President Marcos’s agenda on resolving the water crisis will include Laguna de Bay, the biggest freshwater lake in the Philippines, which is now threatened by the continued discharge of industrial pollutants resulting in the deterioration of its water quality.
The Laguna de Bay solution forms part of what the President said is an “overall plan” to address the looming water crisis since water from the lake is also used as a source of drinking water for Metro Manila residents. Thus, there is a need to ensure that the quality of water in the lake is not affected by chemicals, which makes it difficult for the water to be processed as drinking water.

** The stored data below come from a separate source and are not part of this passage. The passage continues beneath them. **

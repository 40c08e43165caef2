pub mod metrics;
pub mod tracing;

pub use metrics::{MetricsRegistry, TimingGuard};
pub use tracing::init_tracing;
use std::sync::Arc;
use std::time::Duration;
use tokio::sync::watch;
use tokio::time::interval;
use tracing::{error, info, warn};

use crate::engine::{PolicySnapshot, ThresholdStore};
use crate::observability::MetricsRegistry;

use super::loader::{PolicyError, PolicyLoader};

/// Watch the policy file and install new versions into the threshold store.
pub struct PolicyWatcher {
    loader: PolicyLoader,
    store: Arc<ThresholdStore>,
    metrics: Arc<MetricsRegistry>,
    check_interval: Duration,
    last_version: Option<String>,
}

impl PolicyWatcher {
    /// Create a new policy watcher.
    pub fn new(loader: PolicyLoader, store: Arc<ThresholdStore>, check_interval: Duration) -> Self {
        PolicyWatcher {
            loader,
            store,
            metrics: Arc::new(MetricsRegistry::new()),
            check_interval,
            last_version: None,
        }
    }

    pub fn with_metrics(mut self, metrics: Arc<MetricsRegistry>) -> Self {
        self.metrics = metrics;
        self
    }

    /// Start watching for policy changes.
    ///
    /// The initial policy is installed before this returns. If it cannot be
    /// loaded the store keeps its current snapshot. The receiver sees every
    /// snapshot the store accepts, including runtime threshold updates.
    pub fn start(
        mut self,
    ) -> (
        watch::Receiver<Arc<PolicySnapshot>>,
        tokio::task::JoinHandle<()>,
    ) {
        match self.check_for_updates() {
            Ok(_) => info!(
                path = %self.loader.policy_path().display(),
                version = ?self.last_version,
                "Loaded initial policy"
            ),
            Err(e) => error!(
                path = %self.loader.policy_path().display(),
                error = %e,
                "Failed to load initial policy, keeping current thresholds"
            ),
        }

        let rx = self.store.subscribe();

        let handle = tokio::spawn(async move {
            let mut interval = interval(self.check_interval);

            loop {
                interval.tick().await;

                match self.check_for_updates() {
                    Ok(true) => info!("Policy reloaded successfully"),
                    Ok(false) => {} // No changes
                    Err(e) => warn!("Error checking for policy updates: {}", e),
                }
            }
        });

        (rx, handle)
    }

    /// Check for policy updates and install if the version changed.
    fn check_for_updates(&mut self) -> Result<bool, PolicyError> {
        let policy = match self.loader.load() {
            Ok(policy) => policy,
            Err(e) => {
                self.metrics.record_policy_reload(false);
                return Err(e);
            }
        };

        // Check if version changed
        if self.last_version.as_ref() == Some(&policy.version) {
            return Ok(false);
        }

        if let Err(e) = self.store.install_policy(&policy) {
            self.metrics.record_policy_reload(false);
            return Err(e.into());
        }

        info!(
            "Policy version changed: {:?} -> {}",
            self.last_version, policy.version
        );

        self.metrics.record_policy_reload(true);
        self.last_version = Some(policy.version);

        Ok(true)
    }
}
use anyhow::ensure;
use serde::{Deserialize, Serialize};
use std::fs;
use std::path::Path;
use thiserror::Error;

use super::preprocessor::{StandardPreprocessor, FEATURE_NAMES};
use super::{FeatureVector, Scorer};

/// Errors that can occur while loading a model file.
#[derive(Error, Debug)]
pub enum ModelError {
    #[error("IO error: {0}")]
    Io(#[from] std::io::Error),

    #[error("YAML parsing error: {0}")]
    Yaml(#[from] serde_yaml::Error),

    #[error("Validation error: {0}")]
    Validation(String),
}

/// Per-feature standardisation parameters.
#[derive(Debug, Clone, PartialEq, Serialize, Deserialize)]
pub struct Scaling {
    pub mean: Vec<f64>,
    pub std: Vec<f64>,
}

/// Logistic model as stored on disk.
#[derive(Debug, Clone, PartialEq, Serialize, Deserialize)]
pub struct ModelFile {
    /// Model version identifier
    pub model_version: String,

    /// Feature names the weights were trained against, in order
    #[serde(default)]
    pub features: Vec<String>,

    pub weights: Vec<f64>,

    pub bias: f64,

    /// Standardisation applied before the weights
    #[serde(default, skip_serializing_if = "Option::is_none")]
    pub scaling: Option<Scaling>,
}

impl ModelFile {
    /// Hand-tuned weights over unscaled features, used when no model file is
    /// configured. Flags carry most of the weight; the score stays low for
    /// ordinary transactions.
    pub fn builtin() -> Self {
        ModelFile {
            model_version: "builtin-heuristic".to_string(),
            features: FEATURE_NAMES.iter().map(|n| n.to_string()).collect(),
            weights: vec![
                0.0, // amount
                0.0, // transaction_time
                0.05, // transaction_frequency_last_24h
                0.0, // avg_amount_last_week
                0.002, // geo_distance_from_last_txn
                -0.001, // receiver_age_days
                0.3, // receiver_fraud_reports
                0.6, // is_unusual_hour
                0.05, // amount_log
                0.1, // amount_zscore
                1.0, // high_amount_flag
                0.3, // micro_amount_flag
                0.8, // new_receiver_flag
                1.2, // high_risk_receiver
                0.7, // location_risk
                0.6, // high_frequency_flag
                0.5, // night_transaction
            ],
            bias: -3.5,
            scaling: None,
        }
    }

    /// Check the model against the bundled feature pipeline.
    pub fn validate(&self) -> Result<(), ModelError> {
        if self.model_version.is_empty() {
            return Err(ModelError::Validation(
                "Model version cannot be empty".to_string(),
            ));
        }

        let expected = FEATURE_NAMES.len();
        if self.weights.len() != expected {
            return Err(ModelError::Validation(format!(
                "Expected {} weights, got {}",
                expected,
                self.weights.len()
            )));
        }

        if !self.features.is_empty() && self.features.iter().map(String::as_str).ne(FEATURE_NAMES) {
            return Err(ModelError::Validation(
                "Feature names do not match the feature pipeline".to_string(),
            ));
        }

        if self.weights.iter().any(|w| !w.is_finite()) || !self.bias.is_finite() {
            return Err(ModelError::Validation(
                "Weights and bias must be finite".to_string(),
            ));
        }

        if let Some(scaling) = &self.scaling {
            if scaling.mean.len() != expected || scaling.std.len() != expected {
                return Err(ModelError::Validation(format!(
                    "Scaling must have {} means and deviations",
                    expected
                )));
            }
        }

        Ok(())
    }

    /// Split into the matching preprocessor and scorer.
    pub fn into_parts(self) -> (StandardPreprocessor, LinearScorer) {
        let preprocessor = match self.scaling {
            Some(scaling) => StandardPreprocessor::with_scaling(scaling),
            None => StandardPreprocessor::new(),
        };
        let scorer = LinearScorer::new(self.model_version, self.weights, self.bias);

        (preprocessor, scorer)
    }
}

/// Load and validate a model from a YAML file.
pub fn load_model(path: impl AsRef<Path>) -> Result<ModelFile, ModelError> {
    let content = fs::read_to_string(path)?;
    let model: ModelFile = serde_yaml::from_str(&content)?;

    model.validate()?;

    Ok(model)
}

/// Logistic regression scorer: `sigmoid(bias + weights . features)`.
#[derive(Debug, Clone)]
pub struct LinearScorer {
    version: String,
    weights: Vec<f64>,
    bias: f64,
}

impl LinearScorer {
    pub fn new(version: impl Into<String>, weights: Vec<f64>, bias: f64) -> Self {
        LinearScorer {
            version: version.into(),
            weights,
            bias,
        }
    }

    pub fn version(&self) -> &str {
        &self.version
    }
}

impl Scorer for LinearScorer {
    fn describe(&self) -> String {
        format!(
            "logistic regression {} ({} weights)",
            self.version,
            self.weights.len()
        )
    }

    fn score(&self, features: &FeatureVector) -> anyhow::Result<f64> {
        ensure!(
            features.len() == self.weights.len(),
            "expected {} features, got {}",
            self.weights.len(),
            features.len()
        );

        let z = self.bias
            + self
                .weights
                .iter()
                .zip(features.as_slice())
                .map(|(w, x)| w * x)
                .sum::<f64>();

        Ok(sigmoid(z))
    }
}

fn sigmoid(z: f64) -> f64 {
    1.0 / (1.0 + (-z).exp())
}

“All of these things we have already put up together—we have already [put] together [an] overall plan. Now, we have to implement it. There are many agencies that are concerned when it comes to water management. So we have to make it more cohesive,” PBBM said when asked how his administration will address the water crisis.
This means that the Laguna Lake Development Authority (LLDA), which oversees the implementation of measures to ensure that industrial pollutants are not discharged into the lake, will have to act fast especially with the looming El Niño threat that PAGASA had flagged this coming month. After all, Maynilad Water Services, which services the West Zone, sources 300 million liters of water per day from the lake.
Aware of the looming water crisis, the President had set up the Office of Water Management, which will be under the Office of the President, to monitor the situation. That means LLDA will have to continuously monitor the discharge of industrial pollutants into the lake so that the processing of drinking water will not be affected.
The latest LLDA data showed that there is a high concentration of blue-green algae in the lake, a form of bacteria that adversely affects both water quality and the filtration system in the lake. Thus, the LLDA deployed more than a hundred solar-powered paddle wheels to prevent the growth of the algae.
The challenge for LLDA to conform with President Marcos’ agenda on addressing the water crisis is to address the worsening turbidity in the Laguna lake water as this prolongs the processing of drinking water and may even result in the cut-off in supply. Aggravating the situation is the fact that parts of the Laguna lake has become shallow to as low as two meters due to siltation that strong gusts of wind can easily stir up sediments in the lake bed—making the raw water highly turbid.
We understand that Maynilad’s monitoring of the lake’s water quality showed that the water’s Nephelometric Turbidity Units reached 154 levels in April and a high of 233 NTU from May 1 to 7. Ideally, the lake’s NTU should be below 100 or ranging from only 40 to 70.
This is a big challenge for LLDA and the Office of Water Management even as they look elsewhere for other sources of water for the metropolis, such as the installation of rainwater cisterns, to avert a crisis. But what LLDA can do is to fully monitor the pollutants that are dumped into the lake as these contribute to the water’s turbidity.
Government agencies need to help in the President’s economic agenda to make the Philippines a middle-income nation, and that means pursuing in their own turf the delivery of government services such as that of clean water, part of the United Nations’ Sustainable Development Goal. Freeing President Marcos from these mundane and tedious tasks will give him more time to concentrate on making the economy grow.
President Marcos has been at the forefront of moves to put vigor in the economy, traveling to foreign shores to pitch the country’s investment potential and address inefficiencies in the government as he embarks on an ambitious plan to make jobs available here. So far, he has been successful in roping in foreign direct investments to benefit the economy.
But then, he also needs the help of government bureaucrats, and he needs not address his sights on small items like the Laguna Lake turbidity that can be addressed fully on the ground.